Work instruction: Each line of the records that holds the word "errors" should be copied out.

Provided records START

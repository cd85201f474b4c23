//! Password validation

/// Validate password strength: minimum 8 characters, uppercase, lowercase, number
pub fn validate_password(password: &str) -> Result<(), String> {
    if password.is_empty() {
        return Err("Password is required".to_string());
    }

    if password.len() < 8 {
        return Err("Password must be at least 8 characters long".to_string());
    }

    if !password.chars().any(|c| c.is_uppercase()) {
        return Err("Password must contain at least one uppercase letter".to_string());
    }

    if !password.chars().any(|c| c.is_lowercase()) {
        return Err("Password must contain at least one lowercase letter".to_string());
    }

    if !password.chars().any(|c| c.is_numeric()) {
        return Err("Password must contain at least one number".to_string());
    }

    Ok(())
}

/// Validate that the confirmation matches the original password
pub fn validate_confirm_password(password: &str, confirm_password: &str) -> Result<(), String> {
    if confirm_password.is_empty() {
        return Err("Please confirm your password".to_string());
    }

    if password != confirm_password {
        return Err("Passwords do not match".to_string());
    }

    Ok(())
}
#[cfg(test)]
mod tests {
    use super::*;
    use crate::parsers::{CONFIDENCE_EXACT, GenericTextParser, PrometheusParser};
    use crate::types::{Level, ParsedMessage};
    use proptest::prelude::*;
    use serde_json::json;

    /// A parser that recognizes everything and always fails.
    #[derive(Debug)]
    struct FailingParser;

    impl SourceParser for FailingParser {
        fn name(&self) -> &str {
            "failing"
        }

        fn description(&self) -> &str {
            "always fails"
        }

        fn recognizes(&self, _input: &str) -> bool {
            true
        }

        fn parse(&self, _raw: &Value) -> ParseResult {
            ParseResult::failure("failing parse failed: boom")
        }
    }

    /// A parser for `MYFMT|title|service` lines.
    #[derive(Debug)]
    struct PipeParser;

    impl SourceParser for PipeParser {
        fn name(&self) -> &str {
            "pipe"
        }

        fn description(&self) -> &str {
            "pipe-delimited test format"
        }

        fn recognizes(&self, input: &str) -> bool {
            input.starts_with("MYFMT|")
        }

        fn parse(&self, raw: &Value) -> ParseResult {
            let text = extract::stringify(raw);
            let parts: Vec<_> = text.split('|').collect();
            let mut message = GenericTextParser::new()
                .parse(raw)
                .into_result()
                .unwrap_or_else(|_| unreachable!());
            message.title = parts.get(1).copied().unwrap_or("pipe").to_string();
            message.service = parts.get(2).copied().unwrap_or("svc").to_string();
            message.parser = "pipe".to_string();
            message.confidence = 1.0;
            ParseResult::success(message)
        }
    }

    fn prometheus_payload() -> Value {
        json!({"alerts":[{"labels":{"alertname":"HighCPU","severity":"critical","job":"api"},
            "annotations":{"summary":"CPU > 90%"},"startsAt":"2024-01-01T00:00:00Z",
            "fingerprint":"abc123"}]})
    }

    fn message(result: ParseResult) -> ParsedMessage {
        assert!(result.is_success(), "{:?}", result.error);
        result.into_result().unwrap()
    }

    mod dispatch_tests {
        use super::*;

        #[test]
        fn default_parsers() {
            let engine = ParserEngine::new();
            assert_eq!(engine.parser_count(), 4);
            assert_eq!(engine.parsers().last().unwrap().name, "generic-text");
        }

        #[test]
        fn prometheus_end_to_end() {
            let msg = message(ParserEngine::new().parse_message(&prometheus_payload()));
            assert_eq!(msg.parser, "prometheus");
            assert_eq!(msg.level, Level::P0);
            assert_eq!(msg.service, "api");
            assert_eq!(msg.title, "CPU > 90%");
            assert_eq!(msg.id, "abc123");
        }

        #[test]
        fn prometheus_as_json_string() {
            let raw = Value::String(prometheus_payload().to_string());
            let msg = message(ParserEngine::new().parse_message(&raw));
            assert_eq!(msg.parser, "prometheus");
            assert!((msg.confidence - CONFIDENCE_EXACT).abs() < f64::EPSILON);
        }

        #[test]
        fn cls_payload() {
            let msg = message(ParserEngine::new().parse_message(&json!({
                "AlarmId": "a-1",
                "AlarmInfo": {"Level": "Warning"}
            })));
            assert_eq!(msg.parser, "tencent-cls");
            assert_eq!(msg.level, Level::P1);
        }

        #[test]
        fn coding_payload() {
            let msg = message(ParserEngine::new().parse_message(&json!({
                "event": {"eventType": "Build", "projectName": "Coding demo"},
                "build": {"status": "SUCCESS"}
            })));
            assert_eq!(msg.parser, "coding-ci");
            assert_eq!(msg.level, Level::P3);
            assert_eq!(msg.title, "Coding demo - Build");
        }

        #[test]
        fn free_text_goes_to_catch_all() {
            let msg = message(ParserEngine::new().parse_str("服务：payment-svc 数据库连接超时"));
            assert_eq!(msg.parser, "generic-text");
            assert_eq!(msg.service, "payment-svc");
        }

        #[test]
        fn recognized_but_failing_parser_falls_through() {
            // Recognized by prometheus via "alerts", rejected for being empty.
            let msg = message(ParserEngine::new().parse_message(&json!({"alerts": []})));
            assert_eq!(msg.parser, "generic-text");
        }

        #[test]
        fn failing_parser_falls_through_to_next() {
            let mut engine = ParserEngine::new();
            engine.add_parser(Box::new(FailingParser));
            let msg = message(engine.parse_message(&prometheus_payload()));
            assert_eq!(msg.parser, "prometheus");
        }

        #[test]
        fn no_catch_all_reports_unrecognized() {
            let engine = ParserEngine::with_parsers(
                EngineConfig::default(),
                vec![Box::new(PrometheusParser::new())],
            );
            let result = engine.parse_str("hello");
            assert!(!result.success);
            assert_eq!(result.error.as_deref(), Some("unrecognized format"));
        }

        #[test]
        fn empty_engine_reports_unrecognized() {
            let engine = ParserEngine::with_parsers(EngineConfig::default(), Vec::new());
            assert!(!engine.parse_message(&json!({})).success);
        }
    }

    mod registration_tests {
        use super::*;

        #[test]
        fn added_parser_takes_precedence() {
            let mut engine = ParserEngine::new();
            engine.add_parser(Box::new(PipeParser));
            assert_eq!(engine.parsers()[0].name, "pipe");
            assert_eq!(engine.parser_count(), 5);

            let msg = message(engine.parse_str("MYFMT|disk full|storage"));
            assert_eq!(msg.parser, "pipe");
            assert_eq!(msg.title, "disk full");
            assert_eq!(msg.service, "storage");
        }

        #[test]
        fn unrecognized_input_skips_added_parser() {
            let mut engine = ParserEngine::new();
            engine.add_parser(Box::new(PipeParser));
            let msg = message(engine.parse_str("plain text"));
            assert_eq!(msg.parser, "generic-text");
        }

        #[test]
        fn shared_engine_registration() {
            let shared = SharedParserEngine::new(ParserEngine::new());
            let reader = shared.clone();
            shared.add_parser(Box::new(PipeParser));
            assert_eq!(reader.parsers().len(), 5);
            let msg = message(reader.parse_message(&json!("MYFMT|t|s")));
            assert_eq!(msg.parser, "pipe");
        }

        #[test]
        fn shared_engine_across_threads() {
            let shared = SharedParserEngine::default();
            std::thread::scope(|scope| {
                for _ in 0..4 {
                    let engine = shared.clone();
                    scope.spawn(move || {
                        let result = engine.parse_message(&json!("warning: queue backlog"));
                        assert!(result.is_success());
                    });
                }
                shared.add_parser(Box::new(PipeParser));
            });
            assert_eq!(shared.parsers()[0].name, "pipe");
        }
    }

    mod batch_tests {
        use super::*;

        #[test]
        fn batch_preserves_order() {
            let engine = ParserEngine::new();
            let raws = vec![prometheus_payload(), json!("just text"), json!({"alerts": []})];
            let results = engine.parse_messages(&raws);
            assert_eq!(results.len(), 3);
            let parsers: Vec<_> = results
                .iter()
                .map(|r| r.message.as_ref().unwrap().parser.as_str())
                .collect();
            assert_eq!(parsers, vec!["prometheus", "generic-text", "generic-text"]);
        }

        #[test]
        fn batch_with_failures_never_aborts() {
            let engine = ParserEngine::with_parsers(
                EngineConfig::default(),
                vec![Box::new(PrometheusParser::new())],
            );
            let results = engine.parse_messages(&[json!("x"), prometheus_payload(), json!("y")]);
            let ok: Vec<_> = results.iter().map(ParseResult::is_success).collect();
            assert_eq!(ok, vec![false, true, false]);
        }

        #[test]
        fn parallel_batch_preserves_order() {
            let config = EngineConfig {
                parallel_batch_threshold: 2,
                max_batch_workers: 3,
                ..EngineConfig::default()
            };
            let engine = ParserEngine::with_config(config);
            let raws: Vec<Value> = (0..10).map(|i| json!(format!("line {i}"))).collect();
            let results = engine.parse_messages(&raws);
            assert_eq!(results.len(), 10);
            for (i, result) in results.iter().enumerate() {
                assert_eq!(result.message.as_ref().unwrap().title, format!("line {i}"));
            }
        }

        #[test]
        fn empty_batch() {
            assert!(ParserEngine::new().parse_messages(&[]).is_empty());
        }
    }

    mod validation_tests {
        use super::*;

        #[test]
        fn valid_payload() {
            let validation = ParserEngine::new().validate_message(&prometheus_payload());
            assert!(validation.valid);
            assert!(validation.errors.is_empty());
        }

        #[test]
        fn invalid_payload_without_catch_all() {
            let engine = ParserEngine::with_parsers(
                EngineConfig::default(),
                vec![Box::new(FailingParser)],
            );
            let validation = engine.validate_message(&json!("anything"));
            assert!(!validation.valid);
            assert_eq!(validation.errors, vec!["unrecognized format".to_string()]);
            assert_eq!(engine.parser_count(), 1);
        }
    }

    mod property_tests {
        use super::*;

        fn strip_generated(mut msg: ParsedMessage) -> ParsedMessage {
            msg.id = String::new();
            msg.timestamp = chrono::DateTime::<chrono::Utc>::MIN_UTC;
            msg
        }

        proptest! {
            #[test]
            fn parse_is_total_with_catch_all(text in "\\PC*") {
                let result = ParserEngine::new().parse_message(&Value::String(text));
                prop_assert!(result.is_success());
            }

            #[test]
            fn parse_is_total_for_objects(key in "[a-zA-Z]{1,8}", value in "\\PC{0,20}") {
                let raw = json!({ key: value });
                prop_assert!(ParserEngine::new().parse_message(&raw).is_success());
            }

            #[test]
            fn parse_is_idempotent(text in "\\PC{0,80}") {
                let engine = ParserEngine::new();
                let raw = Value::String(text);
                let first = strip_generated(engine.parse_message(&raw).into_result().unwrap());
                let second = strip_generated(engine.parse_message(&raw).into_result().unwrap());
                prop_assert_eq!(first, second);
            }
        }

        #[test]
        fn structured_parse_is_idempotent() {
            let engine = ParserEngine::new();
            let first = message(engine.parse_message(&prometheus_payload()));
            let second = message(engine.parse_message(&prometheus_payload()));
            assert_eq!(first, second);
        }
    }
}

Provided records END

Solution below:
            assert!(validation.errors.is_empty());
            assert_eq!(validation.errors, vec!["unrecognized format".to_string()]);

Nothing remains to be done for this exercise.